Die Europäische Union will mit dem Critical Medicines Act die Versorgung mit kritischen Arzneimitteln langfristig stabilisieren. Der Entwurf setzt Anreize für mehr Produktion, stabilere Lieferketten und eine geringere Abhängigkeit von Drittstaaten. Der Österreichische Generikaverband begrüßt dieses Ziel, hält aber fest: Das greift zu kurz. Es braucht angemessene Preise, planbare und stabile Rahmenbedingungen für langfristige Investitionen in die Versorgungssicherheit sowie europäisch koordinierte Maßnahmen, um nationale Alleingänge zu vermeiden, die Engpässe verschärfen. In Österreich sind aktuell rund 500 Arzneimittel nicht oder nur eingeschränkt verfügbar. Besonders während der Erkältungs- und Grippesaison ist verlässliche Versorgungentscheidend.
Generika sichern die Grundversorgung mit wichtigen Medikamenten. Doch der enorme Preisdruck, steigende Produktionskosten sowie zusätzliche kostenintensive regulatorische Anforderungen gefährden diese zunehmend. Neun von zehn auf EU-Ebene als kritisch eingestufte Arzneimittel sind Generika. 46 % der kritischen Generika stammen von nur einem Hersteller, 83 % sind von einem dominanten Anbieter abhängig. Etwa 80 %der kritischen Generika weisen ein hohes Risiko für Lieferunterbrechungen auf.

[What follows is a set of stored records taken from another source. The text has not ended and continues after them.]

//! Graph assembly tests: dedup and merge, hidden variants, exports,
//! edges, send/recv wiring, and the cycle diagnostic.

use converge::graph::GraphError;
use converge::testing::{NoopRes, SetRes, SinkRes, ValueRes};
use converge::{interpret, EdgeSpec, EngineError};

#[test]
fn identical_duplicates_keep_the_first() {
    let (a, _) = NoopRes::create("x");
    let (b, _) = NoopRes::create("x");
    let assembly = interpret(vec![a, b], vec![]).expect("assembly");
    assert_eq!(assembly.graph.num_vertices(), 1);
}

#[test]
fn inequivalent_duplicates_fail() {
    let (a, _) = NoopRes::with_comment("x", "one");
    let (b, _) = NoopRes::with_comment("x", "two");
    match interpret(vec![a, b], vec![]) {
        Err(EngineError::Graph(GraphError::DuplicateResource(key))) => {
            assert!(key.contains("noop"));
            assert!(key.contains("x"));
        }
        other => panic!("expected duplicate resource error, got {:?}", other.err()),
    }
}

#[test]
fn compatible_duplicates_merge() {
    let a = SetRes::create("s", &["one"]);
    let b = SetRes::create("s", &["two"]);
    let assembly = interpret(vec![a, b], vec![]).expect("assembly");
    assert_eq!(assembly.graph.num_vertices(), 1);
    let merged = assembly
        .graph
        .vertices()
        .next()
        .map(|(_, res)| res)
        .expect("merged vertex");
    let set = merged
        .as_any()
        .downcast_ref::<converge::testing::SetRes>()
        .expect("set resource");
    assert!(set.values().contains("one"));
    assert!(set.values().contains("two"));
}

/// Hidden coexistence: a normal and a hidden resource under the same key
/// both appear, the export is recorded exactly once, and a sender cannot
/// target the hidden side.
#[test]
fn hidden_coexists_with_normal_and_exports_once() {
    let (normal, _) = NoopRes::create("foo");
    let (mut hidden, _) = NoopRes::create("foo");
    hidden.meta_mut().hidden = true;
    hidden.meta_mut().export = vec!["h1".to_string()];

    let assembly = interpret(vec![normal, hidden], vec![]).expect("assembly");
    assert_eq!(assembly.graph.num_vertices(), 2);
    assert_eq!(assembly.exports.len(), 1);
    let (key, host) = &assembly.exports[0];
    assert_eq!(key.kind, "noop");
    assert_eq!(key.name, "foo");
    assert_eq!(host, "h1");
}

#[test]
fn identical_hidden_variants_deduplicate() {
    let (mut h1, _) = NoopRes::create("foo");
    h1.meta_mut().hidden = true;
    let (mut h2, _) = NoopRes::create("foo");
    h2.meta_mut().hidden = true;
    let assembly = interpret(vec![h1, h2], vec![]).expect("assembly");
    assert_eq!(assembly.graph.num_vertices(), 1);
}

#[test]
fn duplicate_export_triples_fail() {
    let (mut a, _) = NoopRes::create("a");
    a.meta_mut().export = vec!["h1".to_string(), "h1".to_string()];
    match interpret(vec![a], vec![]) {
        Err(EngineError::Graph(GraphError::DuplicateExport(_, host))) => {
            assert_eq!(host, "h1");
        }
        other => panic!("expected duplicate export error, got {:?}", other.err()),
    }
}

#[test]
fn hidden_sender_is_rejected() {
    let (mut sender, _) = ValueRes::create("src", "x");
    sender.meta_mut().hidden = true;
    let (sink, _) = SinkRes::create("dst");
    let edge = EdgeSpec::between("value", "src", "sink", "dst").with_sendrecv("value", "value");
    match interpret(vec![sender, sink], vec![edge]) {
        Err(EngineError::SendRecv(msg)) => assert!(msg.contains("hidden")),
        other => panic!("expected send/recv error, got {:?}", other.err()),
    }
}

#[test]
fn sendrecv_requires_both_fields() {
    let (sender, _) = ValueRes::create("src", "x");
    let (sink, _) = SinkRes::create("dst");
    let mut edge = EdgeSpec::between("value", "src", "sink", "dst");
    edge.send = Some("value".to_string());
    assert!(matches!(
        interpret(vec![sender, sink], vec![edge]),
        Err(EngineError::SendRecv(_))
    ));
}

#[test]
fn sendrecv_rejects_unknown_fields_and_wrong_traits() {
    let (sender, _) = ValueRes::create("src", "x");
    let (sink, _) = SinkRes::create("dst");
    let edge =
        EdgeSpec::between("value", "src", "sink", "dst").with_sendrecv("no_such", "value");
    assert!(matches!(
        interpret(vec![sender, sink], vec![edge]),
        Err(EngineError::SendRecv(_))
    ));

    // a noop is neither sendable nor recvable
    let (noop, _) = NoopRes::create("n");
    let (sink2, _) = SinkRes::create("dst");
    let edge = EdgeSpec::between("noop", "n", "sink", "dst").with_sendrecv("value", "value");
    assert!(matches!(
        interpret(vec![noop, sink2], vec![edge]),
        Err(EngineError::SendRecv(_))
    ));
}

#[test]
fn recv_field_takes_a_single_sender() {
    let (s1, _) = ValueRes::create("one", "x");
    let (s2, _) = ValueRes::create("two", "y");
    let (sink, _) = SinkRes::create("dst");
    let e1 = EdgeSpec::between("value", "one", "sink", "dst").with_sendrecv("value", "value");
    let e2 = EdgeSpec::between("value", "two", "sink", "dst").with_sendrecv("value", "value");
    match interpret(vec![s1, s2, sink], vec![e1, e2]) {
        Err(EngineError::SendRecv(msg)) => assert!(msg.contains("already wired")),
        other => panic!("expected send/recv error, got {:?}", other.err()),
    }
}

#[test]
fn sendrecv_wiring_lands_in_the_assembly() {
    let (sender, _) = ValueRes::create("src", "x");
    let (sink, _) = SinkRes::create("dst");
    let edge = EdgeSpec::between("value", "src", "sink", "dst")
        .with_notify()
        .with_sendrecv("value", "value");
    let assembly = interpret(vec![sender, sink], vec![edge]).expect("assembly");
    assert_eq!(assembly.graph.num_edges(), 1);
    let sink_key = converge::ResKey::new("sink", "dst");
    let wires = assembly.recvs.get(&sink_key).expect("sink wiring");
    let wire = wires.get("value").expect("value field");
    assert_eq!(wire.sender, converge::ResKey::new("value", "src"));
    assert_eq!(wire.sender_field, "value");
}

#[test]
fn parallel_edges_or_their_notify_bits() {
    let (a, _) = NoopRes::create("a");
    let (b, _) = NoopRes::create("b");
    let plain = EdgeSpec::between("noop", "a", "noop", "b");
    let notify = EdgeSpec::between("noop", "a", "noop", "b").with_notify();
    let assembly = interpret(vec![a, b], vec![plain, notify]).expect("assembly");
    assert_eq!(assembly.graph.num_edges(), 1);
    let (_, _, edge) = assembly.graph.edges().next().expect("edge");
    assert!(edge.notify);
}

#[test]
fn edges_to_missing_vertices_fail() {
    let (a, _) = NoopRes::create("a");
    let edge = EdgeSpec::between("noop", "a", "noop", "ghost");
    assert!(matches!(
        interpret(vec![a], vec![edge]),
        Err(EngineError::Graph(GraphError::MissingVertex(_)))
    ));
}

/// Scenario: A -> B and B -> A must fail with a diagnostic naming the
/// cycle members.
#[test]
fn two_vertex_cycle_is_diagnosed() {
    let (a, _) = NoopRes::create("a");
    let (b, _) = NoopRes::create("b");
    let edges = vec![
        EdgeSpec::between("noop", "a", "noop", "b"),
        EdgeSpec::between("noop", "b", "noop", "a"),
    ];
    match interpret(vec![a, b], edges) {
        Err(EngineError::Graph(GraphError::Cycle(names))) => {
            assert_eq!(names.len(), 2);
            assert!(names.iter().any(|n| n.contains("a")));
            assert!(names.iter().any(|n| n.contains("b")));
        }
        other => panic!("expected cycle error, got {:?}", other.err()),
    }
}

Europa ist bei Wirkstoffen importabhängig. „Die Unterstützung europäischer Wirkstoffproduktion ist wichtig, doch solange Beschaffung und Erstattung das Billigstpreisprinzip anwenden, werden teurer produzierte EU-Wirkstoffe nicht abgenommen“, so Dr. Wolfgang Andiel, Präsident des Österreichischen Generikaverbands. „Der Preisdruck drängt Generikahersteller aus dem Markt. Wir begrüßen, dass der Critical Medicines Act Versorgungskriterien in der Beschaffung vorsieht, doch ohne verbindliche Berücksichtigung in Vergabeentscheidungen und ohne angemessene Preise sowie planbare Rahmenbedingungen in der Erstattung bleibt die Wirkung begrenzt."
Nationale Alleingänge bei Lagerpflichten führen zu Überbeständen, Verteilungskonflikten und zur Vernichtung von Beständen nach Ablauf des Verfalldatums. Laut einer Mitgliederbefragung von Medicines for Europe mussten 70 % der größten europäischen Generikahersteller bereits Arzneimittel vernichten – ausgelöst durch unkoordinierte nationale Lagerpflichten. Das bindet Ressourcen und verschärft Engpässe andernorts. 50 %der Hersteller sahen sich aufgrund unpraktikabler Lagerauflagen gezwungen, Produkte vom Markt zu nehmen.
Auch auf EU-Ebene werden nationale Pflichtlager kritisch bewertet: Der Entwurf des Critical Medicines Act verlangt Verhältnismäßigkeit, Transparenz und Solidarität, um Belastungen des Binnenmarkts zu vermeiden. „Unkoordinierte Pflichtlager erzeugen Vernichtung statt Verfügbarkeit. Wir brauchen EU-weit abgestimmte, vergütete und klar begrenzte Vorräte. Nur dann steigt die Resilienz, ohne neue Engpässe an anderer Stelle zu erzeugen“, betont Andiel.
Der Österreichische Generikaverband fordert, den Critical Medicines Act konsequent an der Versorgungssicherheit auszurichten: Versorgungskriterien verbindlich berücksichtigen, Anbietervielfalt sichern sowie Lagerpflichten EU-weit koordinieren und vergüten. Dafür braucht es angemessene Preise und planbare Rahmenbedingungen. Europäische Koordination muss nationale Alleingänge begrenzen und den Binnenmarkt schützen.
Der Österreichische Generikaverband ist ein Zusammenschluss von elf Generika-Produzenten, die sich zur optimalen Versorgung der österreichischen Patientinnen und Patienten mit hochwertigen, preiswerten Arzneimitteln bekennen. Das Ziel unseres Verbands ist einerseits, die Öffentlichkeit über die Vorteile von Generika zu informieren und andererseits aktuelle gesundheitspolitische Debatten mitzugestalten. Unsere Mitglieder sind Accord Healthcare GmbH, Bluefish Pharma GmbH, Dermapharm GmbH, Devatis GmbH, Fresenius Kabi Austria GmbH, G. L. Pharma GmbH, Genericon Pharma Gesellschaft m. b. H., ratiopharm Arzneimittel VertriebsGmbH, Sandoz GmbH, Stada GmbH und ViatrisAustria GmbH.